## Your instructions
Only one stretch of the data is wanted: the line containing "use foundry_bridge_core::ExperimentSummary;", the line containing "pub struct AmlConnector", and every line between them, copied exactly.

-------- Working data --------

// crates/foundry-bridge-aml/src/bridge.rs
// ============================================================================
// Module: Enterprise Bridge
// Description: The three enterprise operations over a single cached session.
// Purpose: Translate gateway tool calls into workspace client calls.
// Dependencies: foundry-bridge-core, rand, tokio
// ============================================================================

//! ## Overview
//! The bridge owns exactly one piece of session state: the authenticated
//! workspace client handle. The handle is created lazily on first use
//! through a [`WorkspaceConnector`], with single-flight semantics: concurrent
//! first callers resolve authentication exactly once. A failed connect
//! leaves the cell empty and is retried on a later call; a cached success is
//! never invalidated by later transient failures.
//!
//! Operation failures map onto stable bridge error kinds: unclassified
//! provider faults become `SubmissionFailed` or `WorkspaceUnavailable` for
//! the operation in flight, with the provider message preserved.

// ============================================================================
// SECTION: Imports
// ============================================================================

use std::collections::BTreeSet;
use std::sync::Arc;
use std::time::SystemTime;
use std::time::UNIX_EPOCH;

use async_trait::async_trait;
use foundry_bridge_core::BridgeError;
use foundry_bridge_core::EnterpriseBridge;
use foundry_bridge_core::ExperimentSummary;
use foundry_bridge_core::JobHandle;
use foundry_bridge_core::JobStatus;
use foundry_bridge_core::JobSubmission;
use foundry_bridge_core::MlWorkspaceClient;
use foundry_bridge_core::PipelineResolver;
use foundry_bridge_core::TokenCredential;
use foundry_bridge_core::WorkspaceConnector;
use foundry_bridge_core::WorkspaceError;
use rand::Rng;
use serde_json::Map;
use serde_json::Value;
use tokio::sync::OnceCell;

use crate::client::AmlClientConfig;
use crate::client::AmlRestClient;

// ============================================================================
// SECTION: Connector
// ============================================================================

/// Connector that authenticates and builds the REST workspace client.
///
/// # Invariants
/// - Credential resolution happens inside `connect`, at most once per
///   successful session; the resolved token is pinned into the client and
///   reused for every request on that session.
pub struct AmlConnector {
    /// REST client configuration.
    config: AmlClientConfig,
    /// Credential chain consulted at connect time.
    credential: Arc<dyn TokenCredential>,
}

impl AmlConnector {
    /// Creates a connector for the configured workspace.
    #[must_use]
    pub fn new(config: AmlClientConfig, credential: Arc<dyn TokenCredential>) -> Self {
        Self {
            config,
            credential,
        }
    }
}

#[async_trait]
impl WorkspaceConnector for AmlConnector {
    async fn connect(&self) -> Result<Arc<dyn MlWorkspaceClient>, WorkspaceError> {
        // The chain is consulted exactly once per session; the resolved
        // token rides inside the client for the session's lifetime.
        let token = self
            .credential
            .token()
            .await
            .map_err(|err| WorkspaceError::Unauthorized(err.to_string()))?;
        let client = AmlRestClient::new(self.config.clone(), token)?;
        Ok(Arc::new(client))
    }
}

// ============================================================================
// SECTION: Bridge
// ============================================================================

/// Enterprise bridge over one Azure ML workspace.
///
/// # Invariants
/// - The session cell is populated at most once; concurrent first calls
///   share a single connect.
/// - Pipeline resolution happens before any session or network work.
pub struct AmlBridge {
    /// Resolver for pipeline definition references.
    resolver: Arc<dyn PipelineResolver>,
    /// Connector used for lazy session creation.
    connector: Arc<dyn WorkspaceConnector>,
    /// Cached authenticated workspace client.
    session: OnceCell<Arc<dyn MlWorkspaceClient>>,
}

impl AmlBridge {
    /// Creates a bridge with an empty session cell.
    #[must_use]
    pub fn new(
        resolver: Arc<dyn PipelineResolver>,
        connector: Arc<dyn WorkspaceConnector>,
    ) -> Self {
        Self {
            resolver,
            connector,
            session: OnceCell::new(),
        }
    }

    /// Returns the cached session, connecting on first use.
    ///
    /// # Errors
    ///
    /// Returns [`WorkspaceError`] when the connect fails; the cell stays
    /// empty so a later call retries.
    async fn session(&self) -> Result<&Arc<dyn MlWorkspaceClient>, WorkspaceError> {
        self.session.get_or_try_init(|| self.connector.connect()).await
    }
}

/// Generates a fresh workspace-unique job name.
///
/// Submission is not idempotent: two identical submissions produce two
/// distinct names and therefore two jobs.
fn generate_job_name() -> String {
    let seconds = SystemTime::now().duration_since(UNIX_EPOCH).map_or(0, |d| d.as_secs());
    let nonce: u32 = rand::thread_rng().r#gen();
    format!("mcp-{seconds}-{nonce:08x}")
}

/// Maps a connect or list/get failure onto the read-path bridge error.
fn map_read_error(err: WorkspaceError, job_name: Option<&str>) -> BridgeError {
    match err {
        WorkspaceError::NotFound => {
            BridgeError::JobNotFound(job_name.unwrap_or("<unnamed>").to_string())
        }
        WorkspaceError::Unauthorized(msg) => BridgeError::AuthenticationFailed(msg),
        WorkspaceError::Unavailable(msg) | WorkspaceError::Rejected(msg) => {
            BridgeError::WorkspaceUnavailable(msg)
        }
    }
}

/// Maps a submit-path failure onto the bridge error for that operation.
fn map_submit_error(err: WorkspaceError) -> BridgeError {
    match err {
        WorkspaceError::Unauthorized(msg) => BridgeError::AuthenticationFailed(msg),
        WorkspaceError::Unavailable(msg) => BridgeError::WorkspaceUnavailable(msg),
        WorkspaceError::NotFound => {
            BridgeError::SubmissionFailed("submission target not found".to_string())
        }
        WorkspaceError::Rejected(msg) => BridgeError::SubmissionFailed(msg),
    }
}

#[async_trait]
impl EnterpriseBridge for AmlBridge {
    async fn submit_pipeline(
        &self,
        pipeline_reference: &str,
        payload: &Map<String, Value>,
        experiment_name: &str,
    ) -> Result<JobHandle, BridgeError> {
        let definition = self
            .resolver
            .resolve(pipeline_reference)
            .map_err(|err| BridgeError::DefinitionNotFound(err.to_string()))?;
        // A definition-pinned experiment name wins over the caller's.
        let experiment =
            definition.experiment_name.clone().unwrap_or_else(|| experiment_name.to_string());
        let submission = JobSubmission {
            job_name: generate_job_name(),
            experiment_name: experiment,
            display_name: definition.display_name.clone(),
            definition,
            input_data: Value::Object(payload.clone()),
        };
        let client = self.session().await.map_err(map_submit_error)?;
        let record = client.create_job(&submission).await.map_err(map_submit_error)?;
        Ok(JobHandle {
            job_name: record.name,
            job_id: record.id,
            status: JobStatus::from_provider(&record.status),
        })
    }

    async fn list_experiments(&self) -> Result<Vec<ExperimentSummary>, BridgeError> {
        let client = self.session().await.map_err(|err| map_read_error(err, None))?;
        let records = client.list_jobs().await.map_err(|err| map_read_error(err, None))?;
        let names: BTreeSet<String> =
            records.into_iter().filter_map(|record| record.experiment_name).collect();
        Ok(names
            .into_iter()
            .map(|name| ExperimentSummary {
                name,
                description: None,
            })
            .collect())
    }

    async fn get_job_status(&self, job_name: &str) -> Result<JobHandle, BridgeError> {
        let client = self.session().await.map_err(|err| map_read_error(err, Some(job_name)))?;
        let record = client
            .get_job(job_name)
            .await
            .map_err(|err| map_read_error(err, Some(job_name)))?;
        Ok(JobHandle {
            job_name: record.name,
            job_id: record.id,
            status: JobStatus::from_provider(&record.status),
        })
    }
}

--------

## Solution
use foundry_bridge_core::ExperimentSummary;
use foundry_bridge_core::JobHandle;
use foundry_bridge_core::JobStatus;
use foundry_bridge_core::JobSubmission;
use foundry_bridge_core::MlWorkspaceClient;
use foundry_bridge_core::PipelineResolver;
use foundry_bridge_core::TokenCredential;
use foundry_bridge_core::WorkspaceConnector;
use foundry_bridge_core::WorkspaceError;
use rand::Rng;
use serde_json::Map;
use serde_json::Value;
use tokio::sync::OnceCell;

use crate::client::AmlClientConfig;
use crate::client::AmlRestClient;

// ============================================================================
// SECTION: Connector
// ============================================================================

/// Connector that authenticates and builds the REST workspace client.
///
/// # Invariants
/// - Credential resolution happens inside `connect`, at most once per
///   successful session; the resolved token is pinned into the client and
///   reused for every request on that session.
pub struct AmlConnector {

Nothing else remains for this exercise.